**INPUT DATA:**
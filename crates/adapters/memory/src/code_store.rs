//! 内存验证码存储

use std::sync::Arc;

use async_trait::async_trait;
use chrono::{DateTime, Utc};
use courier_common::FlowId;
use courier_errors::{AppError, AppResult};
use courier_ports::{Code, CodeStore};
use tokio::sync::RwLock;

/// 内存验证码存储
///
/// 插入时在写锁内检查同一 flow 是否仍有有效验证码（以新验证码的
/// `created_at` 为基准），有则返回 `ActiveCodeExists`。
#[derive(Clone, Default)]
pub struct InMemoryCodeStore {
    codes: Arc<RwLock<Vec<Code>>>,
}

impl InMemoryCodeStore {
    pub fn new() -> Self {
        Self::default()
    }

    /// 返回某个 flow 的全部验证码（用于测试）
    pub async fn codes_for(&self, flow_id: &FlowId) -> Vec<Code> {
        self.codes
            .read()
            .await
            .iter()
            .filter(|c| &c.flow_id == flow_id)
            .cloned()
            .collect()
    }
}

#[async_trait]
impl CodeStore for InMemoryCodeStore {
    async fn create_code(&self, code: &Code) -> AppResult<()> {
        let mut codes = self.codes.write().await;

        let has_active = codes
            .iter()
            .any(|c| c.flow_id == code.flow_id && c.is_active_at(code.created_at));
        if has_active {
            return Err(AppError::ActiveCodeExists);
        }

        codes.push(code.clone());
        Ok(())
    }

    async fn find_active_code(
        &self,
        flow_id: &FlowId,
        not_expired_after: DateTime<Utc>,
    ) -> AppResult<Option<Code>> {
        let codes = self.codes.read().await;

        Ok(codes
            .iter()
            .filter(|c| &c.flow_id == flow_id && c.is_active_at(not_expired_after))
            .max_by_key(|c| c.created_at)
            .cloned())
    }
}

**TASK:** The listing above is to be restated word for word.

**SOLUTION:**
filename crates/adapters/memory/src/code_store.rs
//! 内存验证码存储

use std::sync::Arc;

use async_trait::async_trait;
use chrono::{DateTime, Utc};
use courier_common::FlowId;
use courier_errors::{AppError, AppResult};
use courier_ports::{Code, CodeStore};
use tokio::sync::RwLock;

/// 内存验证码存储
///
/// 插入时在写锁内检查同一 flow 是否仍有有效验证码（以新验证码的
/// `created_at` 为基准），有则返回 `ActiveCodeExists`。
#[derive(Clone, Default)]
pub struct InMemoryCodeStore {
    codes: Arc<RwLock<Vec<Code>>>,
}

impl InMemoryCodeStore {
    pub fn new() -> Self {
        Self::default()
    }

    /// 返回某个 flow 的全部验证码（用于测试）
    pub async fn codes_for(&self, flow_id: &FlowId) -> Vec<Code> {
        self.codes
            .read()
            .await
            .iter()
            .filter(|c| &c.flow_id == flow_id)
            .cloned()
            .collect()
    }
}

#[async_trait]
impl CodeStore for InMemoryCodeStore {
    async fn create_code(&self, code: &Code) -> AppResult<()> {
        let mut codes = self.codes.write().await;

        let has_active = codes
            .iter()
            .any(|c| c.flow_id == code.flow_id && c.is_active_at(code.created_at));
        if has_active {
            return Err(AppError::ActiveCodeExists);
        }

        codes.push(code.clone());
        Ok(())
    }

    async fn find_active_code(
        &self,
        flow_id: &FlowId,
        not_expired_after: DateTime<Utc>,
    ) -> AppResult<Option<Code>> {
        let codes = self.codes.read().await;

        Ok(codes
            .iter()
            .filter(|c| &c.flow_id == flow_id && c.is_active_at(not_expired_after))
            .max_by_key(|c| c.created_at)
            .cloned())
    }
}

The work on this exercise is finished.